- ASSIGNMENT
Would you print all of the entries word for word?

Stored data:

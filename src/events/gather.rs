//! # Request/reply gathering (`will…` / `did…`).
//!
//! [`EventBus::publish_and_gather_replies`] publishes a request and collects the
//! replies of every subscriber that announced one.
//!
//! ## Choreography
//! ```text
//! requester                          bus                              responder
//!    │ publish fooRequest.x ──────────►│──────── fooRequest.x ──────────►│
//!    │                                 │◄─────── willFoo.x (announce) ───│
//!    │  will collector: pending += R   │                                 │
//!    │                                 │◄─────── didFoo.x (reply) ───────│
//!    │  did collector: replies += …,   │                                 │
//!    │                 pending -= R    │                                 │
//!    ▼ resolves with replies once pending is empty (or the timeout elapses)
//! ```
//!
//! ## Rules
//! - Announcements are collected until the request and everything published
//!   while delivering it have been delivered; later announcements are ignored.
//! - Replies are returned in arrival order; replies from senders that never
//!   announced are kept too.
//! - **Never fails**: on timeout the future resolves with whatever arrived, and the
//!   error handler is told which senders stayed silent.
//! - A request nobody received waits for the timeout (or a first reply) and is
//!   reported as unanswered.
//! - Dropping the returned future removes both collectors.

use std::sync::{Arc, Mutex};
use std::time::Duration;

use futures::FutureExt;
use futures::future::BoxFuture;
use serde_json::Value;
use tokio::sync::Notify;

use crate::diagnostics::ErrorInfo;
use crate::error::DeliveryError;
use crate::sync::lock;

use super::bus::EventBus;
use super::event::{ANONYMOUS, PublishOptions, QueuedEvent, Reply, SubscribeOptions};
use super::subscription::Unsubscribe;
use super::topic::reply_topics;

#[derive(Default)]
struct Gathering {
    pending: Vec<String>,
    replies: Vec<Reply>,
}

/// The `will…` and `did…` collectors of one gathering, removed on drop.
struct Collectors {
    will: Unsubscribe,
    did: Unsubscribe,
}

impl Drop for Collectors {
    fn drop(&mut self) {
        self.will.unsubscribe();
        self.did.unsubscribe();
    }
}

impl EventBus {
    /// Publishes a request and gathers the `did…` replies of all announced responders.
    ///
    /// Reply topics are derived with [`reply_topics`]. The timeout is
    /// `options.pending_did_timeout`, or the bus default.
    ///
    /// # Example
    /// ```rust
    /// use std::time::Duration;
    /// use serde_json::{Value, json};
    /// use widgetry::{EventBus, EventBusConfig, Heartbeat, PublishOptions, SubscribeOptions};
    ///
    /// #[tokio::main(flavor = "current_thread")]
    /// async fn main() {
    ///     let bus = EventBus::new(Heartbeat::new(), EventBusConfig::default());
    ///     let responder = bus.clone();
    ///     bus.subscribe(
    ///         "saveRequest.+",
    ///         move |_, meta| {
    ///             let doc = meta.name.trim_start_matches("saveRequest.");
    ///             let opts = PublishOptions::from_sender("storage");
    ///             let _ = responder.publish(&format!("willSave.{doc}"), Value::Null, opts.clone());
    ///             let _ = responder.publish(&format!("didSave.{doc}"), json!({ "ok": true }), opts);
    ///             Ok(())
    ///         },
    ///         SubscribeOptions::named("storage"),
    ///     );
    ///
    ///     let replies = bus
    ///         .publish_and_gather_replies(
    ///             "saveRequest.doc",
    ///             Value::Null,
    ///             PublishOptions::from_sender("editor").with_pending_did_timeout(Duration::from_secs(1)),
    ///         )
    ///         .await;
    ///     assert_eq!(replies.len(), 1);
    ///     assert_eq!(replies[0].event["ok"], true);
    /// }
    /// ```
    pub fn publish_and_gather_replies(
        &self,
        name: &str,
        payload: Value,
        options: PublishOptions,
    ) -> BoxFuture<'static, Vec<Reply>> {
        let (will_topic, did_topic) = reply_topics(name);
        let timeout = options
            .pending_did_timeout
            .unwrap_or(self.shared.config.pending_did_timeout);
        let collector = SubscribeOptions {
            subscriber: options.sender.clone(),
            ..SubscribeOptions::default()
        };
        let state = Arc::new(Mutex::new(Gathering::default()));
        let notify = Arc::new(Notify::new());

        let will = {
            let state = Arc::clone(&state);
            self.subscribe(
                &will_topic,
                move |_, meta| {
                    lock(&state).pending.push(meta.sender_name().to_string());
                    Ok(())
                },
                collector.clone(),
            )
        };
        let did = {
            let state = Arc::clone(&state);
            let notify = Arc::clone(&notify);
            self.subscribe(
                &did_topic,
                move |event, meta| {
                    {
                        let mut g = lock(&state);
                        if let Some(pos) = g.pending.iter().position(|s| s == meta.sender_name()) {
                            g.pending.remove(pos);
                        }
                        g.replies.push(Reply {
                            event: event.clone(),
                            meta: meta.clone(),
                        });
                    }
                    notify.notify_one();
                    Ok(())
                },
                collector,
            )
        };

        let collectors = Collectors { will, did };

        let delivered = self.enqueue(QueuedEvent::new(name, payload, &options));
        let bus = self.clone();
        let request = name.to_string();
        let sender = options.sender.unwrap_or_else(|| ANONYMOUS.to_string());

        async move {
            let recipients = delivered.await.map(|r| r.recipients).unwrap_or_default();
            bus.settled().await;
            collectors.will.unsubscribe();

            let answered = |g: &Gathering| {
                g.pending.is_empty() && (recipients > 0 || !g.replies.is_empty())
            };
            let wait = async {
                loop {
                    if answered(&lock(&state)) {
                        break;
                    }
                    notify.notified().await;
                }
            };
            let timed_out = tokio::time::timeout(timeout, wait).await.is_err();
            drop(collectors);

            let gathering = std::mem::take(&mut *lock(&state));
            if timed_out {
                report_unanswered(&bus, &request, &did_topic, &sender, timeout, gathering.pending);
            }
            gathering.replies
        }
        .boxed()
    }
}

fn report_unanswered(
    bus: &EventBus,
    request: &str,
    did_topic: &str,
    sender: &str,
    timeout: Duration,
    missing: Vec<String>,
) {
    let fault = if missing.is_empty() {
        DeliveryError::NoResponders {
            topic: request.to_string(),
            timeout,
        }
    } else {
        DeliveryError::PendingDidTimeout {
            topic: request.to_string(),
            did_topic: did_topic.to_string(),
            timeout,
            missing: missing.clone(),
        }
    };
    tracing::warn!(label = fault.as_label(), topic = request, "gathering request unanswered");

    let millis = u64::try_from(timeout.as_millis()).unwrap_or(u64::MAX);
    let mut info = ErrorInfo::new()
        .with("Sender", sender)
        .with("After milliseconds timeout", millis);
    if !missing.is_empty() {
        info = info.with("Responses missing from", missing.join(", "));
    }
    bus.report(&fault.as_message(), &info);
}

- THE ANSWER
filename src/events/gather.rs
//! # Request/reply gathering (`will…` / `did…`).
//!
//! [`EventBus::publish_and_gather_replies`] publishes a request and collects the
//! replies of every subscriber that announced one.
//!
//! ## Choreography
//! ```text
//! requester                          bus                              responder
//!    │ publish fooRequest.x ──────────►│──────── fooRequest.x ──────────►│
//!    │                                 │◄─────── willFoo.x (announce) ───│
//!    │  will collector: pending += R   │                                 │
//!    │                                 │◄─────── didFoo.x (reply) ───────│
//!    │  did collector: replies += …,   │                                 │
//!    │                 pending -= R    │                                 │
//!    ▼ resolves with replies once pending is empty (or the timeout elapses)
//! ```
//!
//! ## Rules
//! - Announcements are collected until the request and everything published
//!   while delivering it have been delivered; later announcements are ignored.
//! - Replies are returned in arrival order; replies from senders that never
//!   announced are kept too.
//! - **Never fails**: on timeout the future resolves with whatever arrived, and the
//!   error handler is told which senders stayed silent.
//! - A request nobody received waits for the timeout (or a first reply) and is
//!   reported as unanswered.
//! - Dropping the returned future removes both collectors.

use std::sync::{Arc, Mutex};
use std::time::Duration;

use futures::FutureExt;
use futures::future::BoxFuture;
use serde_json::Value;
use tokio::sync::Notify;

use crate::diagnostics::ErrorInfo;
use crate::error::DeliveryError;
use crate::sync::lock;

use super::bus::EventBus;
use super::event::{ANONYMOUS, PublishOptions, QueuedEvent, Reply, SubscribeOptions};
use super::subscription::Unsubscribe;
use super::topic::reply_topics;

#[derive(Default)]
struct Gathering {
    pending: Vec<String>,
    replies: Vec<Reply>,
}

/// The `will…` and `did…` collectors of one gathering, removed on drop.
struct Collectors {
    will: Unsubscribe,
    did: Unsubscribe,
}

impl Drop for Collectors {
    fn drop(&mut self) {
        self.will.unsubscribe();
        self.did.unsubscribe();
    }
}

impl EventBus {
    /// Publishes a request and gathers the `did…` replies of all announced responders.
    ///
    /// Reply topics are derived with [`reply_topics`]. The timeout is
    /// `options.pending_did_timeout`, or the bus default.
    ///
    /// # Example
    /// ```rust
    /// use std::time::Duration;
    /// use serde_json::{Value, json};
    /// use widgetry::{EventBus, EventBusConfig, Heartbeat, PublishOptions, SubscribeOptions};
    ///
    /// #[tokio::main(flavor = "current_thread")]
    /// async fn main() {
    ///     let bus = EventBus::new(Heartbeat::new(), EventBusConfig::default());
    ///     let responder = bus.clone();
    ///     bus.subscribe(
    ///         "saveRequest.+",
    ///         move |_, meta| {
    ///             let doc = meta.name.trim_start_matches("saveRequest.");
    ///             let opts = PublishOptions::from_sender("storage");
    ///             let _ = responder.publish(&format!("willSave.{doc}"), Value::Null, opts.clone());
    ///             let _ = responder.publish(&format!("didSave.{doc}"), json!({ "ok": true }), opts);
    ///             Ok(())
    ///         },
    ///         SubscribeOptions::named("storage"),
    ///     );
    ///
    ///     let replies = bus
    ///         .publish_and_gather_replies(
    ///             "saveRequest.doc",
    ///             Value::Null,
    ///             PublishOptions::from_sender("editor").with_pending_did_timeout(Duration::from_secs(1)),
    ///         )
    ///         .await;
    ///     assert_eq!(replies.len(), 1);
    ///     assert_eq!(replies[0].event["ok"], true);
    /// }
    /// ```
    pub fn publish_and_gather_replies(
        &self,
        name: &str,
        payload: Value,
        options: PublishOptions,
    ) -> BoxFuture<'static, Vec<Reply>> {
        let (will_topic, did_topic) = reply_topics(name);
        let timeout = options
            .pending_did_timeout
            .unwrap_or(self.shared.config.pending_did_timeout);
        let collector = SubscribeOptions {
            subscriber: options.sender.clone(),
            ..SubscribeOptions::default()
        };
        let state = Arc::new(Mutex::new(Gathering::default()));
        let notify = Arc::new(Notify::new());

        let will = {
            let state = Arc::clone(&state);
            self.subscribe(
                &will_topic,
                move |_, meta| {
                    lock(&state).pending.push(meta.sender_name().to_string());
                    Ok(())
                },
                collector.clone(),
            )
        };
        let did = {
            let state = Arc::clone(&state);
            let notify = Arc::clone(&notify);
            self.subscribe(
                &did_topic,
                move |event, meta| {
                    {
                        let mut g = lock(&state);
                        if let Some(pos) = g.pending.iter().position(|s| s == meta.sender_name()) {
                            g.pending.remove(pos);
                        }
                        g.replies.push(Reply {
                            event: event.clone(),
                            meta: meta.clone(),
                        });
                    }
                    notify.notify_one();
                    Ok(())
                },
                collector,
            )
        };

        let collectors = Collectors { will, did };

        let delivered = self.enqueue(QueuedEvent::new(name, payload, &options));
        let bus = self.clone();
        let request = name.to_string();
        let sender = options.sender.unwrap_or_else(|| ANONYMOUS.to_string());

        async move {
            let recipients = delivered.await.map(|r| r.recipients).unwrap_or_default();
            bus.settled().await;
            collectors.will.unsubscribe();

            let answered = |g: &Gathering| {
                g.pending.is_empty() && (recipients > 0 || !g.replies.is_empty())
            };
            let wait = async {
                loop {
                    if answered(&lock(&state)) {
                        break;
                    }
                    notify.notified().await;
                }
            };
            let timed_out = tokio::time::timeout(timeout, wait).await.is_err();
            drop(collectors);

            let gathering = std::mem::take(&mut *lock(&state));
            if timed_out {
                report_unanswered(&bus, &request, &did_topic, &sender, timeout, gathering.pending);
            }
            gathering.replies
        }
        .boxed()
    }
}

fn report_unanswered(
    bus: &EventBus,
    request: &str,
    did_topic: &str,
    sender: &str,
    timeout: Duration,
    missing: Vec<String>,
) {
    let fault = if missing.is_empty() {
        DeliveryError::NoResponders {
            topic: request.to_string(),
            timeout,
        }
    } else {
        DeliveryError::PendingDidTimeout {
            topic: request.to_string(),
            did_topic: did_topic.to_string(),
            timeout,
            missing: missing.clone(),
        }
    };
    tracing::warn!(label = fault.as_label(), topic = request, "gathering request unanswered");

    let millis = u64::try_from(timeout.as_millis()).unwrap_or(u64::MAX);
    let mut info = ErrorInfo::new()
        .with("Sender", sender)
        .with("After milliseconds timeout", millis);
    if !missing.is_empty() {
        info = info.with("Responses missing from", missing.join(", "));
    }
    bus.report(&fault.as_message(), &info);
}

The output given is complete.